By knowing which customers buy for themselves and which recommend to others, you can devise appropriate strategies. You may touch one group with the match to encourage additional purchases while fanning the flames with the other group by equipping them with tools that help them recommend.

How can you connect customers to your venue, connect your venue to them, and connect them to each other?

Now that customer data has been collected, look for ways to connect your customers to each other by creating vibrant customer communities. Create affinity groups like season ticket holder groups or online customer support centers where your customers can help each other. Allow your customers to post their profiles and connect with other customers. Create a special website for fans. Create an email discussion group. This list is endless, but the point is this: don‘t let your best customers exist in isolation. It‘s one of the great benefits of saving the coals.

Conclusion

The goal of this paper was to introduce venue managers to a new way of approaching your marketing efforts —one that is especially suitable for the current business environment of sports and entertainment venues and in-house marketing teams, specifically. While many of the concepts from the PyroMarketing Model may be familiar, perhaps the "fire" metaphor and the four-step process are helpful as a framework for assessing your current strategies and identifying ways to reach the people most likely to buy event tickets.

Future research on this topic will survey venue managers to assess the prevalence of in-house marketing services, and to determine actual strategies employed to reach, record and mobilize the driest tinder.

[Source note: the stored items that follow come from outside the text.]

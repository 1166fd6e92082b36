//! Ordered hook/callback dispatch (spec.md §3 "Hooks", SPEC_FULL.md §4).
//!
//! The original's `CallbackHook<Args...>` template is a function-pointer
//! registry with insertion-order iteration and a "remove during dispatch;
//! sweep after" contract. A trait-object registry gets the same contract
//! without the C++ template machinery.

#[derive(Debug, Clone, Copy, PartialEq, Eq, Hash)]
pub struct HookId(u64);

struct Entry<Args> {
    id: HookId,
    removed: bool,
    callback: Box<dyn FnMut(Args)>,
}

/// An ordered collection of callbacks, all sharing one argument shape.
/// Registration order is dispatch order. A callback may remove itself or
/// another hook mid-dispatch: the removal is recorded and swept after the
/// current dispatch finishes, so iteration never observes a torn list.
pub struct Hooks<Args> {
    entries: Vec<Entry<Args>>,
    next_id: u64,
    dispatching: bool,
}

impl<Args: Copy> Default for Hooks<Args> {
    fn default() -> Self {
        Hooks { entries: Vec::new(), next_id: 0, dispatching: false }
    }
}

impl<Args: Copy> Hooks<Args> {
    pub fn new() -> Hooks<Args> {
        Hooks::default()
    }

    pub fn register(&mut self, callback: impl FnMut(Args) + 'static) -> HookId {
        let id = HookId(self.next_id);
        self.next_id += 1;
        self.entries.push(Entry { id, removed: false, callback: Box::new(callback) });
        id
    }

    /// Unregister a hook. Safe to call from inside a callback that is
    /// itself running as part of the current [`Hooks::dispatch`].
    pub fn remove(&mut self, id: HookId) {
        if let Some(entry) = self.entries.iter_mut().find(|e| e.id == id) {
            entry.removed = true;
        }
        if !self.dispatching {
            self.sweep();
        }
    }

    pub fn is_empty(&self) -> bool {
        self.entries.iter().all(|e| e.removed)
    }

    pub fn dispatch(&mut self, args: Args) {
        self.dispatching = true;
        let mut i = 0;
        while i < self.entries.len() {
            if !self.entries[i].removed {
                (self.entries[i].callback)(args);
            }
            i += 1;
        }
        self.dispatching = false;
        self.sweep();
    }

    fn sweep(&mut self) {
        self.entries.retain(|e| !e.removed);
    }
}

#[cfg(test)]
mod tests {
    use super::*;
    use std::sync::atomic::{AtomicU32, Ordering};
    use std::sync::Arc;

    #[test]
    fn dispatch_runs_hooks_in_registration_order() {
        let order = Arc::new(std::sync::Mutex::new(Vec::new()));
        let mut hooks: Hooks<u32> = Hooks::new();
        let o1 = order.clone();
        hooks.register(move |addr| o1.lock().unwrap().push((1, addr)));
        let o2 = order.clone();
        hooks.register(move |addr| o2.lock().unwrap().push((2, addr)));
        hooks.dispatch(42);
        assert_eq!(*order.lock().unwrap(), vec![(1, 42), (2, 42)]);
    }

    #[test]
    fn self_removal_during_dispatch_takes_effect_next_time() {
        let calls = Arc::new(AtomicU32::new(0));
        let mut hooks: Hooks<u32> = Hooks::new();
        let calls2 = calls.clone();
        // Registered for illustration only; removed below by id before dispatch.
        let id = hooks.register(move |_| {
            calls2.fetch_add(1, Ordering::SeqCst);
        });
        hooks.dispatch(0);
        hooks.remove(id);
        hooks.dispatch(0);
        assert_eq!(calls.load(Ordering::SeqCst), 1);
        assert!(hooks.is_empty());
    }
}
//! Collaborator interfaces the call core depends on.
//!
//! Platform adapters implement these at the boundary. Implementations are
//! invoked while the controller holds its state lock, so they must not call
//! back into the controller synchronously.

use std::future::Future;

use anyhow::Result;

use super::{CallId, CallRecord, UserAction};

/// Native incoming-call UI.
pub trait CallPresenter: Send + Sync {
    /// Show the incoming-call interface for this record.
    fn present_incoming_call(&self, record: &CallRecord);

    /// Let the UI complete its own pending action for `action`.
    fn acknowledge(&self, id: &CallId, action: UserAction);

    /// Take down the UI for a call ended from the application side.
    fn dismiss(&self, id: &CallId);
}

/// Device audio session. All calls are expected to be idempotent.
pub trait AudioSession: Send + Sync {
    fn set_manual_audio_mode(&self, manual: bool);
    fn activate(&self);
    fn deactivate(&self);
}

/// Remote registration of the push token.
pub trait TokenSink: Send + Sync {
    fn report_push_token(&self, token: &str) -> impl Future<Output = Result<()>> + Send;
}

/// Opaque call handle supplied by a resumed activity.
pub trait CallHandle: Send + Sync {
    /// Decode the handle into a `{nameCaller, handle}` mapping.
    fn decrypt(&self) -> Result<serde_json::Map<String, serde_json::Value>>;
}
//! Call lifecycle controller.
//!
//! Owns the single tracked call and serializes every entry point (push
//! arrival, resumed activity, UI actions, timeouts, app-side hang-up) through
//! one lock. Collaborators are invoked while the lock is held so that a
//! transition and its side effects are never interleaved with another one.
//!
//! ```text
//! Pending -> Ringing -> Answered -> Ended
//!                    -> Declined | Ended | TimedOut
//! ```

use std::sync::{Arc, Mutex, MutexGuard};
use std::time::Duration;

use anyhow::{Context, Result};
use serde::{Deserialize, Serialize};
use tokio::runtime::Handle;

use super::audio::AudioCoordinator;
use super::identity::IdPolicy;
use super::ports::{AudioSession, CallPresenter};
use super::{BridgeError, CallId, CallRecord, CallSource, CallState, UserAction};
use crate::push::resume::{normalize_resume, ResumeActivity};
use crate::push::{normalize_push, Payload, PushType};

/// Callback telling the push subsystem we are done with a delivery.
pub type PushCompletion = Box<dyn FnOnce() + Send + 'static>;

/// What to do with a distinct call arriving while another one is live.
#[derive(Debug, Clone, Copy, PartialEq, Eq, Default, Serialize, Deserialize)]
#[serde(rename_all = "lowercase")]
pub enum BusyPolicy {
    /// Drop the newcomer; the live call is untouched.
    #[default]
    Reject,
    /// End the live call and present the newcomer.
    Replace,
}

#[derive(Debug, Clone)]
pub struct ControllerSettings {
    /// Delay between requesting the call UI and completing the push delivery.
    pub completion_delay: Duration,
    pub busy_policy: BusyPolicy,
    pub id_policy: IdPolicy,
}

impl Default for ControllerSettings {
    fn default() -> Self {
        Self {
            completion_delay: Duration::from_secs(1),
            busy_policy: BusyPolicy::default(),
            id_policy: IdPolicy::default(),
        }
    }
}

/// Result of handing a push or resumed activity to the controller.
#[derive(Debug, Clone, PartialEq, Eq)]
pub enum ArrivalOutcome {
    /// The call UI was requested for this call.
    Presented(CallId),
    /// Not a call push (wrong push type or no metadata).
    Ignored,
    /// Same call is already live or was the last one to finish; nothing re-presented.
    Duplicate(CallId),
    /// Another call is live and the busy policy rejected this one.
    Busy { live: CallId, rejected: CallId },
    /// Normalization failed.
    Dropped(BridgeError),
}

/// Result of a UI action or hang-up.
#[derive(Debug, Clone, Copy, PartialEq, Eq)]
pub enum EventOutcome {
    Applied(CallState),
    /// Event did not refer to the live call.
    Ignored,
}

/// Read-only view of the tracked call.
#[derive(Debug, Clone, PartialEq, Eq, Serialize)]
pub struct CallSnapshot {
    pub id: CallId,
    pub state: CallState,
    pub source: CallSource,
}

struct TrackedCall {
    id: CallId,
    source: CallSource,
    state: CallState,
    /// Released once the call is over.
    record: Option<CallRecord>,
}

impl TrackedCall {
    fn finish(&mut self, state: CallState) {
        debug_assert!(state.is_terminal() && !state.is_live());
        self.state = state;
        self.record = None;
    }
}

pub struct CallController {
    presenter: Arc<dyn CallPresenter>,
    audio: AudioCoordinator,
    settings: ControllerSettings,
    runtime: Handle,
    tracked: Mutex<Option<TrackedCall>>,
}

impl CallController {
    /// Build the controller. Must be called from within a tokio runtime; the
    /// runtime is kept to schedule deferred push completions from any thread.
    pub fn new(
        presenter: Arc<dyn CallPresenter>,
        audio: Arc<dyn AudioSession>,
        settings: ControllerSettings,
    ) -> Result<Self> {
        let runtime =
            Handle::try_current().context("Call controller must be created inside a tokio runtime")?;
        Ok(Self {
            presenter,
            audio: AudioCoordinator::new(audio),
            settings,
            runtime,
            tracked: Mutex::new(None),
        })
    }

    fn lock(&self) -> MutexGuard<'_, Option<TrackedCall>> {
        // A panicking collaborator must not wedge call handling.
        self.tracked.lock().unwrap_or_else(|e| e.into_inner())
    }

    /// Entry point for the push delivery subsystem.
    ///
    /// `completion` is always invoked exactly once: after the configured delay
    /// when a call UI was requested, immediately otherwise.
    pub fn on_incoming_push(
        &self,
        push_type: &PushType,
        payload: &Payload,
        completion: PushCompletion,
    ) -> ArrivalOutcome {
        tracing::debug!("Incoming push ({:?}): {}", push_type, serde_json::Value::Object(payload.clone()));

        if *push_type != PushType::Voip {
            tracing::debug!("Ignoring non-VoIP push {:?}", push_type);
            completion();
            return ArrivalOutcome::Ignored;
        }

        let record = match normalize_push(payload, self.settings.id_policy) {
            Ok(Some(record)) => record,
            Ok(None) => {
                tracing::debug!("Push has no metadata, ignoring");
                completion();
                return ArrivalOutcome::Ignored;
            }
            Err(e) => {
                tracing::warn!("Dropping push: {}", e);
                completion();
                return ArrivalOutcome::Dropped(e);
            }
        };

        let outcome = self.begin(record);
        if matches!(outcome, ArrivalOutcome::Presented(_)) {
            let delay = self.settings.completion_delay;
            self.runtime.spawn(async move {
                tokio::time::sleep(delay).await;
                tracing::debug!("Completing push delivery");
                completion();
            });
        } else {
            completion();
        }
        outcome
    }

    /// Entry point for a call restarted from the call history.
    pub fn on_resume_activity(&self, activity: &ResumeActivity) -> ArrivalOutcome {
        match normalize_resume(activity) {
            Ok(record) => self.begin(record),
            Err(e) => {
                tracing::warn!("Refusing to resume call: {}", e);
                ArrivalOutcome::Dropped(e)
            }
        }
    }

    /// Track a new record and request its UI (Pending -> Ringing).
    fn begin(&self, record: CallRecord) -> ArrivalOutcome {
        let mut guard = self.lock();

        if let Some(done) = guard.as_ref().filter(|t| !t.state.is_live()) {
            if done.id.matches(record.id.as_str()) {
                tracing::info!("Call {} already finished as {:?}, ignoring redelivery", done.id, done.state);
                return ArrivalOutcome::Duplicate(done.id.clone());
            }
        }

        if let Some(live) = guard.as_mut().filter(|t| t.state.is_live()) {
            if live.id.matches(record.id.as_str()) {
                tracing::info!("Call {} is already {:?}, not presenting again", live.id, live.state);
                return ArrivalOutcome::Duplicate(live.id.clone());
            }
            match self.settings.busy_policy {
                BusyPolicy::Reject => {
                    tracing::warn!(
                        "Rejecting call {} from {}: call {} is {:?}",
                        record.id,
                        record.caller_name,
                        live.id,
                        live.state
                    );
                    return ArrivalOutcome::Busy {
                        live: live.id.clone(),
                        rejected: record.id,
                    };
                }
                BusyPolicy::Replace => {
                    tracing::info!("Replacing call {} with {}", live.id, record.id);
                    self.presenter.dismiss(&live.id);
                    self.audio.deactivate();
                    live.finish(CallState::Ended);
                }
            }
        }

        let mut call = TrackedCall {
            id: record.id.clone(),
            source: record.source,
            state: CallState::Pending,
            record: None,
        };

        tracing::info!(
            "Presenting {} call {} from {} ({:?})",
            if record.is_video { "video" } else { "audio" },
            record.id,
            record.caller_name,
            record.source
        );
        self.presenter.present_incoming_call(&record);
        call.state = CallState::Ringing;
        call.record = Some(record);

        let id = call.id.clone();
        *guard = Some(call);
        ArrivalOutcome::Presented(id)
    }

    /// Entry point for actions reported by the call UI.
    pub fn on_user_action(&self, action: UserAction, call_id: &str) -> EventOutcome {
        let mut guard = self.lock();

        let Some(call) = guard.as_mut().filter(|t| t.state.is_live() && t.id.matches(call_id)) else {
            tracing::debug!("Ignoring stale {} for call {}", action, call_id);
            return EventOutcome::Ignored;
        };

        let next = match (call.state, action) {
            (CallState::Ringing, UserAction::Accept) => CallState::Answered,
            (CallState::Ringing, UserAction::Decline) => CallState::Declined,
            (CallState::Ringing, UserAction::End) => CallState::Ended,
            (CallState::Ringing, UserAction::Timeout) => CallState::TimedOut,
            (CallState::Answered, UserAction::Decline | UserAction::End) => CallState::Ended,
            (state, action) => {
                tracing::debug!("Ignoring {} for call {} in state {:?}", action, call.id, state);
                return EventOutcome::Ignored;
            }
        };

        if action != UserAction::Timeout {
            self.presenter.acknowledge(&call.id, action);
        }

        if next == CallState::Answered {
            call.state = next;
            self.audio.activate();
        } else {
            call.finish(next);
            self.audio.deactivate();
        }

        tracing::info!("Call {} -> {:?} ({})", call.id, next, action);
        EventOutcome::Applied(next)
    }

    /// Hang up the live call from the application side.
    pub fn end_active_call(&self) -> EventOutcome {
        let mut guard = self.lock();

        let Some(call) = guard.as_mut().filter(|t| t.state.is_live()) else {
            tracing::debug!("No live call to end");
            return EventOutcome::Ignored;
        };

        self.presenter.dismiss(&call.id);
        call.finish(CallState::Ended);
        self.audio.deactivate();
        tracing::info!("Call {} -> Ended (hang-up)", call.id);
        EventOutcome::Applied(CallState::Ended)
    }

    /// The OS activated the audio session on its own.
    ///
    /// Only mirrored while a call is live; a late activation for a finished
    /// call must not leave audio routed.
    pub fn on_system_audio_activated(&self) {
        let guard = self.lock();
        match guard.as_ref().filter(|t| t.state.is_live()) {
            Some(_) => self.audio.on_system_activated(),
            None => tracing::debug!("Ignoring system audio activation without a live call"),
        }
    }

    /// The OS deactivated the audio session on its own.
    pub fn on_system_audio_deactivated(&self) {
        let _guard = self.lock();
        self.audio.on_system_deactivated();
    }

    pub fn snapshot(&self) -> Option<CallSnapshot> {
        self.lock().as_ref().map(|t| CallSnapshot {
            id: t.id.clone(),
            state: t.state,
            source: t.source,
        })
    }

    /// Full record of the live call, if any.
    pub fn live_record(&self) -> Option<CallRecord> {
        self.lock().as_ref().and_then(|t| t.record.clone())
    }

    pub fn audio_active(&self) -> bool {
        self.audio.is_active()
    }
}
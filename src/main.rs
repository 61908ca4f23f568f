//! pushcall - VoIP push-to-telephony bridge
//!
//! Normalizes incoming-call push payloads, drives the call through its
//! lifecycle and keeps the device audio session in step with it.

mod calling;
mod config;
mod console;
mod push;
mod registrar;

use std::path::{Path, PathBuf};

use anyhow::{Context, Result};
use clap::{Parser, Subcommand};
use tracing_subscriber::{layer::SubscriberExt, util::SubscriberInitExt};

use calling::identity::IdPolicy;
use calling::lifecycle::BusyPolicy;
use config::Config;

#[derive(Parser)]
#[command(name = "pushcall")]
#[command(about = "VoIP push-to-telephony bridge", long_about = None)]
struct Cli {
    #[command(subcommand)]
    command: Commands,

    /// Enable verbose logging
    #[arg(short, long, global = true)]
    verbose: bool,
}

#[derive(Subcommand)]
enum Commands {
    /// Read JSON events from stdin and drive calls through the bridge
    Run {
        /// Override the push completion delay (milliseconds)
        #[arg(long)]
        completion_delay_ms: Option<u64>,

        /// Override what happens to a second call while one is live
        #[arg(long, value_enum)]
        busy_policy: Option<BusyPolicyArg>,
    },

    /// Normalize a push payload file and print the resulting call record
    Normalize {
        /// JSON file holding the push dictionary
        file: PathBuf,

        /// Require the call identifier to be a UUID
        #[arg(long)]
        strict: bool,
    },

    /// Show the configuration file location and effective values
    Config {
        /// Write the effective configuration to the config file
        #[arg(long)]
        init: bool,
    },
}

/// Command-line spelling of [`BusyPolicy`].
#[derive(Debug, Clone, Copy, PartialEq, Eq, clap::ValueEnum)]
enum BusyPolicyArg {
    Reject,
    Replace,
}

impl From<BusyPolicyArg> for BusyPolicy {
    fn from(arg: BusyPolicyArg) -> Self {
        match arg {
            BusyPolicyArg::Reject => BusyPolicy::Reject,
            BusyPolicyArg::Replace => BusyPolicy::Replace,
        }
    }
}

#[tokio::main]
async fn main() -> Result<()> {
    let cli = Cli::parse();

    // Initialize logging
    let filter = if cli.verbose { "debug" } else { "info" };
    tracing_subscriber::registry()
        .with(
            tracing_subscriber::EnvFilter::try_from_default_env().unwrap_or_else(|_| filter.into()),
        )
        .with(tracing_subscriber::fmt::layer().with_target(false))
        .init();

    match cli.command {
        Commands::Run {
            completion_delay_ms,
            busy_policy,
        } => {
            let mut config = Config::load().context("Failed to load config")?;
            if let Some(ms) = completion_delay_ms {
                config.completion_delay_ms = ms;
            }
            if let Some(policy) = busy_policy {
                config.busy_policy = policy.into();
            }
            console::run(config).await?;
        }
        Commands::Normalize { file, strict } => {
            normalize_file(&file, strict)?;
        }
        Commands::Config { init } => {
            let config = Config::load().context("Failed to load config")?;
            println!("Config file: {}", Config::config_path()?.display());
            print!("{}", toml::to_string_pretty(&config).context("Failed to serialize config")?);
            if init {
                config.save()?;
                println!("Saved.");
            }
        }
    }

    Ok(())
}

fn normalize_file(file: &Path, strict: bool) -> Result<()> {
    let text = std::fs::read_to_string(file)
        .with_context(|| format!("Failed to read {}", file.display()))?;
    let payload: push::Payload =
        serde_json::from_str(&text).context("Payload must be a JSON object")?;

    match push::normalize_push(&payload, IdPolicy::from_strict(strict))? {
        Some(record) => println!("{}", serde_json::to_string_pretty(&record)?),
        None => println!("No metadata: push would be ignored"),
    }
    Ok(())
}

#[cfg(test)]
mod tests {
    use super::*;

    #[test]
    fn test_busy_policy_flag_maps_to_controller_policy() {
        let cli = Cli::try_parse_from(["pushcall", "run", "--busy-policy", "replace"]).unwrap();
        match cli.command {
            Commands::Run { busy_policy, .. } => {
                assert_eq!(busy_policy.map(BusyPolicy::from), Some(BusyPolicy::Replace));
            }
            _ => panic!("expected run"),
        }
        assert!(Cli::try_parse_from(["pushcall", "run", "--busy-policy", "queue"]).is_err());
    }
}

In the meantime, to make the most of the PyroMarketing approach, venue managers will want to consider the admonishment of Michael Gerber, author of the E-Myth Revisited (1995), and spend more time working on their businesses than they do working in them. Any effective in-house marketing strategy will require an in-depth examination of current marketing processes and an honest assessment of their effectiveness over the long term. The PyroMarketing approach will require venue managers to evaluate seriously who their most likely customers are and to employ Internet and computer applications to capture and record the most relevant data about customers. The ultimate goal is to create opportunities to cultivate relationships that will eventually turn prospects into loyal customer evangelists, who will then help spread the fire of your marketing efforts.